Campus LRDP: A blueprint for our future

To: UC Santa Cruz community

From: Chancellor Cynthia Larive

Our campus has always pursued excellence and aspired to distinction — in teaching, in research, in access to education, in public service. The incredible achievements we have seen in our short history have not happened by accident. Our campus sustains a clear vision for its future, and a vital part of that roadmap is our draft 2021 UC Santa Cruz Long Range Development Plan, released earlier today.

Campus leaders and planners, with wide input from campus and community groups as well as the general public, have been working for nearly four years on this draft plan, known as our LRDP. Updated regularly over our 55 years, the LRDP sketches out in broad strokes what our main campus might look like two decades from now.

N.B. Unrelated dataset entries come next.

//! Configuration types for the Wiz provider client.
//!
//! # Overview
//!
//! - [`WizConfig`]: validated settings for the identity and GraphQL endpoints
//! - [`WizConfigBuilder`]: builder for [`WizConfig`]
//! - [`ProviderConfig`]: the raw, optional values a provider host supplies
//! - [`ClientId`], [`ClientSecret`], [`EndpointUrl`]: validated newtypes
//!
//! # Example
//!
//! ```rust
//! use wiz_provider::{ClientId, ClientSecret, EndpointUrl, WizConfig};
//!
//! let config = WizConfig::builder()
//!     .client_id(ClientId::new("my-client-id").unwrap())
//!     .client_secret(ClientSecret::new("my-secret").unwrap())
//!     .endpoint(EndpointUrl::new("https://api.us17.app.wiz.io/graphql").unwrap())
//!     .build()
//!     .unwrap();
//!
//! assert_eq!(config.audience(), "beyond-api");
//! ```

mod newtypes;

pub use newtypes::{ClientId, ClientSecret, EndpointUrl};

use std::time::Duration;

use crate::error::ConfigError;

/// Identity endpoint used for the client credentials exchange.
pub const DEFAULT_AUTH_URL: &str = "https://auth.wiz.io/oauth/token";

/// Audience requested for the access token.
pub const DEFAULT_AUDIENCE: &str = "beyond-api";

/// Settings for talking to the Wiz identity and GraphQL endpoints.
///
/// Built once per provider configuration and never mutated afterwards.
#[derive(Clone, Debug)]
pub struct WizConfig {
    client_id: ClientId,
    client_secret: ClientSecret,
    endpoint: EndpointUrl,
    auth_url: EndpointUrl,
    audience: String,
    user_agent_prefix: Option<String>,
    request_timeout: Option<Duration>,
}

impl WizConfig {
    /// Creates a new builder for constructing a `WizConfig`.
    #[must_use]
    pub fn builder() -> WizConfigBuilder {
        WizConfigBuilder::new()
    }

    /// Returns the service account client id.
    #[must_use]
    pub const fn client_id(&self) -> &ClientId {
        &self.client_id
    }

    /// Returns the service account client secret.
    #[must_use]
    pub const fn client_secret(&self) -> &ClientSecret {
        &self.client_secret
    }

    /// Returns the GraphQL endpoint.
    #[must_use]
    pub const fn endpoint(&self) -> &EndpointUrl {
        &self.endpoint
    }

    /// Returns the identity endpoint used to obtain the access token.
    #[must_use]
    pub const fn auth_url(&self) -> &EndpointUrl {
        &self.auth_url
    }

    /// Returns the token audience.
    #[must_use]
    pub fn audience(&self) -> &str {
        &self.audience
    }

    /// Returns the user agent prefix, if configured.
    #[must_use]
    pub fn user_agent_prefix(&self) -> Option<&str> {
        self.user_agent_prefix.as_deref()
    }

    /// Returns the per-request timeout applied by the HTTP layer, if any.
    #[must_use]
    pub const fn request_timeout(&self) -> Option<Duration> {
        self.request_timeout
    }
}

// Verify WizConfig is Send + Sync at compile time
const _: fn() = || {
    const fn assert_send_sync<T: Send + Sync>() {}
    assert_send_sync::<WizConfig>();
};

/// Builder for constructing [`WizConfig`] instances.
///
/// `client_id`, `client_secret` and `endpoint` are required. The identity
/// URL defaults to [`DEFAULT_AUTH_URL`] and the audience to
/// [`DEFAULT_AUDIENCE`].
#[derive(Debug, Default)]
pub struct WizConfigBuilder {
    client_id: Option<ClientId>,
    client_secret: Option<ClientSecret>,
    endpoint: Option<EndpointUrl>,
    auth_url: Option<EndpointUrl>,
    audience: Option<String>,
    user_agent_prefix: Option<String>,
    request_timeout: Option<Duration>,
}

impl WizConfigBuilder {
    /// Creates a new builder with default values.
    #[must_use]
    pub fn new() -> Self {
        Self::default()
    }

    /// Sets the client id (required).
    #[must_use]
    pub fn client_id(mut self, id: ClientId) -> Self {
        self.client_id = Some(id);
        self
    }

    /// Sets the client secret (required).
    #[must_use]
    pub fn client_secret(mut self, secret: ClientSecret) -> Self {
        self.client_secret = Some(secret);
        self
    }

    /// Sets the GraphQL endpoint (required).
    #[must_use]
    pub fn endpoint(mut self, endpoint: EndpointUrl) -> Self {
        self.endpoint = Some(endpoint);
        self
    }

    /// Overrides the identity endpoint.
    #[must_use]
    pub fn auth_url(mut self, url: EndpointUrl) -> Self {
        self.auth_url = Some(url);
        self
    }

    /// Overrides the token audience.
    #[must_use]
    pub fn audience(mut self, audience: impl Into<String>) -> Self {
        self.audience = Some(audience.into());
        self
    }

    /// Sets the user agent prefix for HTTP requests.
    #[must_use]
    pub fn user_agent_prefix(mut self, prefix: impl Into<String>) -> Self {
        self.user_agent_prefix = Some(prefix.into());
        self
    }

    /// Sets a timeout applied to every HTTP request.
    #[must_use]
    pub const fn request_timeout(mut self, timeout: Duration) -> Self {
        self.request_timeout = Some(timeout);
        self
    }

    /// Builds the [`WizConfig`], validating that required fields are set.
    ///
    /// # Errors
    ///
    /// Returns [`ConfigError::MissingRequiredField`] if `client_id`,
    /// `client_secret` or `endpoint` are not set.
    pub fn build(self) -> Result<WizConfig, ConfigError> {
        let client_id = self
            .client_id
            .ok_or(ConfigError::MissingRequiredField { field: "client_id" })?;
        let client_secret = self
            .client_secret
            .ok_or(ConfigError::MissingRequiredField {
                field: "client_secret",
            })?;
        let endpoint = self
            .endpoint
            .ok_or(ConfigError::MissingRequiredField { field: "endpoint" })?;
        let auth_url = match self.auth_url {
            Some(url) => url,
            None => EndpointUrl::new(DEFAULT_AUTH_URL)?,
        };

        Ok(WizConfig {
            client_id,
            client_secret,
            endpoint,
            auth_url,
            audience: self
                .audience
                .unwrap_or_else(|| DEFAULT_AUDIENCE.to_string()),
            user_agent_prefix: self.user_agent_prefix,
            request_timeout: self.request_timeout,
        })
    }
}

/// Raw provider configuration as supplied by the host.
///
/// Every value is optional because the host schema marks them optional;
/// [`ProviderConfig::into_config`] turns this into a validated [`WizConfig`].
#[derive(Clone, Debug, Default)]
pub struct ProviderConfig {
    /// The base URL of the Wiz GraphQL API.
    pub endpoint: Option<String>,
    /// Service account client id.
    pub client_id: Option<String>,
    /// Service account client secret.
    pub client_secret: Option<String>,
    /// Identity endpoint override; [`DEFAULT_AUTH_URL`] when unset.
    pub auth_url: Option<String>,
}

impl ProviderConfig {
    /// Validates the host values and builds a [`WizConfig`].
    ///
    /// # Errors
    ///
    /// Returns [`ConfigError::MissingCredentials`] when either credential is
    /// absent, and the newtype validation errors for empty or malformed values.
    pub fn into_config(self) -> Result<WizConfig, ConfigError> {
        let (Some(client_id), Some(client_secret)) = (self.client_id, self.client_secret) else {
            return Err(ConfigError::MissingCredentials);
        };
        let endpoint = self
            .endpoint
            .ok_or(ConfigError::MissingRequiredField { field: "endpoint" })?;

        let mut builder = WizConfig::builder()
            .client_id(ClientId::new(client_id)?)
            .client_secret(ClientSecret::new(client_secret)?)
            .endpoint(EndpointUrl::new(endpoint)?);
        if let Some(auth_url) = self.auth_url {
            builder = builder.auth_url(EndpointUrl::new(auth_url)?);
        }
        builder.build()
    }
}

This type of long-range foretelling is not easy, and I offer my thanks to all who have taken part in the current plan’s development. The year 2020 was a valuable reminder that the road ahead can be hard to predict and is rarely without unexpected turns. But planning efforts of this magnitude are extremely valuable. They force us to ask hard questions about where we are as a university and where we want to be. They demand that we think deeply about the current state of higher education and the direction it is heading. They require us to reaffirm our values and principles, and to explore our role as a good neighbor as well as our obligation to the residents of our state.

The challenging part, of course, is to translate the answers to these big questions into a land-use plan, which is what the LRDP is at its core. Think of it as a city or county general plan. It designates specific areas on campus for certain uses, such as learning spaces, dining halls, housing, recreational areas or open space. The plan does not mandate or approve growth. It simply lays out where the infrastructure to support growth might occur if it is eventually needed and funded. Every component project in the plan would need some level of environmental analysis and its own approval before any shovel is lifted.

These are exciting times for our campus. UC Santa Cruz joined the Association of American Universities this past academic year, an incredible achievement for a university so young, underscoring the impact and quality of our research and teaching. Demand for a UCSC education remains at record levels, the diversity of our student population is growing, and we are educating an increasing number of first-generation and low-income students. We rank among the top universities in the nation for student social mobility, which suggests we are on track in our mission to provide educational opportunity and access to all Californians. Our responsibility is figuring out how to do that — how to educate the next generation of leaders — while also protecting what makes our campus special. This plan does that, charting an innovative, sustainable, and exciting course for our campus.

The UCSC of 2040 will be more accessible, functional and flexible. Our footprint will remain compact, with new learning, research and housing spaces for the most part clustered in the existing academic core. New paths and street designs will make us a more accessible, less car-dependant campus. New housing will handle additional enrollment and some of the employees needed to support that enrollment. The plan affirms our commitment to our student-serving residential-college structure, envisioning additional colleges as needed, offering our undergraduates the transformative experience of a small liberal arts college with the rigor of a major research university. And all facilities will be integrated into the landscape itself, just as campus founders first imagined nearly 60 years ago, highlighting our long-standing commitment to the campus environment.

The draft LRDP and the accompanying draft Environmental Impact Report are available online for review. We want your feedback. We have sought it regularly over the past four years as we have prepared and planned this process. Though state law requires that we provide a 45-day review period, we are providing 60 days to ensure the public has time to thoroughly review the plan. To make understanding the LRDP easier, we have created a community handbook that gives the public a summary of the much longer draft Environmental Impact Report and technical documents. We have crafted a Frequently Asked Questions webpage to help people understand the plan. Two online public meetings will be held next month to provide an overview of the LRDP. Public input on the plan and draft Environmental Impact Report will be accepted at the public meetings, via email at eircomment@ucsc.edu, or by mail:

Erika Carpenter
Senior Environmental Planner
Physical Planning, Development, and Operations
University of California, Santa Cruz
1156 High St.
Santa Cruz, CA 95064

The draft 2021 UC Santa Cruz Long Range Development Plan is a visual expression of our mission, detailing how we will advance it while stewarding the incredible land on which the university resides. It is a clear guide for the next 20 years.